## **Code playground for SDA Week_10**

# Graph

## Graph representation

Lets consider the following graph(V, E):

![image-2.png](attachment:image-2.png)

### Adjacency matrix

Requires *V<sup>2</sup>* memory. Used for dense graphs. Represented as boolean matrix where each cell is *1 (True)* if there is an edge between vertexes *i* and *j* and *0 (False)* otherwise.

In [None]:
graph_matrix = [[0, 1, 1, 1], [1, 0, 1, 0], [1, 1, 0, 0], [1, 0, 0, 0]]

## Adjacency list

Requires *V + E* memory. Used for sparse graphs. Represented as dictionary where each vertex is a key, with value - a set of neighboring vertexes. The set allows for *O(1)* check if there is an edge between two vertexes.

In [None]:
graph_list = {0: set([1, 2, 3]), 1: set([0, 2]), 2: set([0, 1]), 3: set([0])}

## Breadth-first search

The algorithm traverses the graph starting from a given vertex. It first finds the vertexes that are neighbors with the starting one (*distance = 1*), then vertexes that are  at *distance = 2*, etc.

In [None]:
graph_bfs = {0: set([1, 2, 3]), 1: set([0, 2, 4]), 2: set([0, 1]), 3: set([0, 5]), 4: set([1, 5]), 5: set([3, 4])}

![Example graph for showing BFS](attachment:image.png)

The algorithms uses a *queue* (*deque*) to keep track of the order in which the vertexes must be traversed and a *set* that saves the vertexes that have already been visited (where popped from the queue or are already in the queue). The time complexity is *O(V + E)*. 

In [None]:
from collections import deque



def bfs(starting_vertex, graph):

    q = deque([starting_vertex])

    visited = set([starting_vertex])


    distance = 0


    while q:

        print(f"At distance {distance}:")

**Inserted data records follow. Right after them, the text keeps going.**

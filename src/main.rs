mod config;
mod extract;
mod models;
mod output;
mod scrapers;
mod search;
#[cfg(test)]
mod test_support;
mod utils;

use anyhow::{Context, Result};
use clap::{Args, Parser, Subcommand};
use config::{LlmSettings, Settings};
use extract::{LlmClient, LlmExtractor};
use models::{BrokerConfig, BrokerRegistry};
use scrapers::{PropertyScraper, ScrapeOptions};
use search::{PropertyApi, SearchQuery, SearchState};
use tracing::{error, info};
use tracing_subscriber::EnvFilter;

#[derive(Parser, Debug)]
#[command(author, version, about = "Scrape broker listing pages into structured property data")]
struct Cli {
    /// Verbose logging and keep fetched page HTML
    #[arg(long, global = true)]
    debug: bool,

    #[command(subcommand)]
    command: Command,
}

#[derive(Subcommand, Debug)]
enum Command {
    /// Scrape one broker (or all of them) for an area
    Scrape(ScrapeArgs),
    /// Query the property API and show the results as cards
    Search(SearchArgs),
}

#[derive(Args, Debug)]
struct ScrapeArgs {
    /// Broker name from the configuration, or "all" to scrape every broker
    #[arg(short, long)]
    broker: Option<String>,

    /// Area to search (e.g. utrecht, amsterdam)
    #[arg(short, long)]
    area: Option<String>,

    /// Maximum number of listings to extract per broker
    #[arg(short, long)]
    limit: Option<usize>,

    /// Extract every listing on the page
    #[arg(long, conflicts_with = "limit")]
    no_limit: bool,

    /// Value for brokers whose URL has a {max_price} placeholder
    #[arg(long)]
    max_price: Option<u32>,

    /// Post the extracted properties to the property API
    #[arg(long)]
    publish: bool,
}

#[derive(Args, Debug)]
struct SearchArgs {
    /// Part of the address to match
    #[arg(long)]
    address: Option<String>,

    /// Highest price to show
    #[arg(long)]
    max_price: Option<String>,

    /// Only listings from this broker
    #[arg(long)]
    broker: Option<String>,

    /// Property API base URL (defaults to API_URL)
    #[arg(long)]
    api_url: Option<String>,
}

#[tokio::main]
async fn main() -> Result<()> {
    dotenvy::dotenv().ok();
    let cli = Cli::parse();

    // RUST_LOG wins over --debug
    let filter = EnvFilter::try_from_default_env()
        .unwrap_or_else(|_| EnvFilter::new(if cli.debug { "debug" } else { "info" }));
    tracing_subscriber::fmt().with_env_filter(filter).init();

    let settings = Settings::from_env()?;

    match cli.command {
        Command::Scrape(args) => run_scrape(args, cli.debug, &settings).await,
        Command::Search(args) => run_search(args, &settings).await,
    }
}

async fn run_scrape(args: ScrapeArgs, debug: bool, settings: &Settings) -> Result<()> {
    info!("🏠 Listing Scout");

    let registry = BrokerRegistry::load(&settings.brokers_config)?;

    let options = ScrapeOptions {
        area: args.area.unwrap_or_else(|| settings.area.clone()),
        max_price: Some(args.max_price.unwrap_or(settings.max_price)),
        limit: if args.no_limit {
            None
        } else {
            Some(args.limit.unwrap_or(settings.limit))
        },
        listing_delay: settings.listing_delay,
        output_dir: settings.output_dir.clone(),
        debug,
    };

    let api = if args.publish {
        Some(PropertyApi::new(settings.api_url.clone())?)
    } else {
        None
    };

    let broker_name = args.broker.or_else(|| settings.broker_name.clone());

    if broker_name
        .as_deref()
        .is_some_and(|name| name.eq_ignore_ascii_case("all"))
    {
        info!("Scraping ALL brokers for area: {}", options.area);
        let mut total = 0;

        for (i, broker) in registry.brokers.iter().enumerate() {
            if i > 0 {
                info!(
                    "Waiting {} seconds before scraping next broker...",
                    settings.broker_delay.as_secs()
                );
                tokio::time::sleep(settings.broker_delay).await;
            }

            match scrape_broker(broker, &options, &settings.llm, api.as_ref()).await {
                Ok(count) => total += count,
                Err(e) => error!("Error scraping broker {}: {:#}", broker.name, e),
            }
        }

        info!("=== Overall Scraping Summary ===");
        info!("Total properties scraped across all brokers: {}", total);
        return Ok(());
    }

    let broker = registry.find(broker_name.as_deref()).with_context(|| {
        format!(
            "Broker '{}' not found in configuration",
            broker_name.as_deref().unwrap_or_default()
        )
    })?;
    info!("Using broker: {}, area: {}", broker.name, options.area);

    scrape_broker(broker, &options, &settings.llm, api.as_ref()).await?;
    Ok(())
}

async fn scrape_broker(
    broker: &BrokerConfig,
    options: &ScrapeOptions,
    llm: &LlmSettings,
    api: Option<&PropertyApi>,
) -> Result<usize> {
    info!("=== Scraping broker: {} ===", broker.name);

    let fetcher = scrapers::fetcher_for(broker)?;
    let client = LlmClient::from_settings(llm)?;
    info!("LLM provider: {:?} at {}", client.provider(), client.base_url());
    let extractor = LlmExtractor::new(client, broker);

    let report = PropertyScraper::new(broker, fetcher.as_ref(), &extractor)
        .scrape(options)
        .await?;

    info!("--- {} Scraping Summary ---", broker.name);
    info!("Area: {}", options.area);
    info!("Index page: {}", report.url);
    info!(
        "Listings found: {}, processed: {}, extracted: {}",
        report.listings_found,
        report.listings_processed,
        report.properties.len()
    );
    if let Some(path) = &report.output_file {
        info!("Output file: {}", path.display());
    }
    if let Some(path) = &report.debug_file {
        info!("Debug HTML: {}", path.display());
    }

    for property in &report.properties {
        println!("{}", search::render_card(property));
    }

    if let Some(api) = api {
        let saved = api.publish(&report.properties, &broker.name).await;
        info!("Published {}/{} properties to {}", saved, report.properties.len(), api.base_url());
    }

    Ok(report.properties.len())
}

async fn run_search(args: SearchArgs, settings: &Settings) -> Result<()> {
    let api = PropertyApi::new(args.api_url.unwrap_or_else(|| settings.api_url.clone()))?;
    let query = SearchQuery {
        address: args.address.unwrap_or_default(),
        max_price: args.max_price.unwrap_or_default(),
        broker: args.broker.unwrap_or_default(),
    };

    info!("Searching {}/properties...", api.base_url());
    let mut state = SearchState::default();
    state.run(&api, &query).await;
    print!("{}", search::render_results(&state));

    Ok(())
}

        for _ in range(len(q)):

            current = q.popleft()

            print(current)


            for neighbor in graph[current]:

                if neighbor not in visited:

                    visited.add(neighbor)

                    q.append(neighbor)


        distance += 1



starting_vertex = 0

bfs(starting_vertex, graph_bfs)

At distance 0:
0
At distance 1:
1
2
3
At distance 2:
4
5


BFS finds the shortest distance from a starting vertex to all others in an unweighted graph - when each edge has the same weight\ length. 

In [None]:
from collections import deque


def bfs(starting_vertex, graph):
    q = deque([starting_vertex])
    visited = set([starting_vertex])

    distances = {v: -1 for v in graph.keys()}
    distance = 0

    while q:
        for _ in range(len(q)):
            current = q.popleft()
            distances[current] = distance

            for neighbor in graph[current]:
                if neighbor not in visited:
                    visited.add(neighbor)
                    q.append(neighbor)

        distance += 1

    return distances


starting_vertex = 0
distances = bfs(starting_vertex, graph_bfs)
print(distances)

{0: 0, 1: 1, 2: 1, 3: 1, 4: 2, 5: 2}


## Depth-first search

The algorithm traverses the graph starting from a given vertex. It progresses as deeply as possible along each branch before backtracking.

In [None]:
graph_dfs = {
    0: set([1, 2, 3]),
    1: set([0, 2, 4]),
    2: set([0, 1]),
    3: set([0, 5]),
    4: set([1, 5]),
    5: set([3, 4, 6]),
    6: set([5]),
}

![Example graph for showing DFS](attachment:image.png)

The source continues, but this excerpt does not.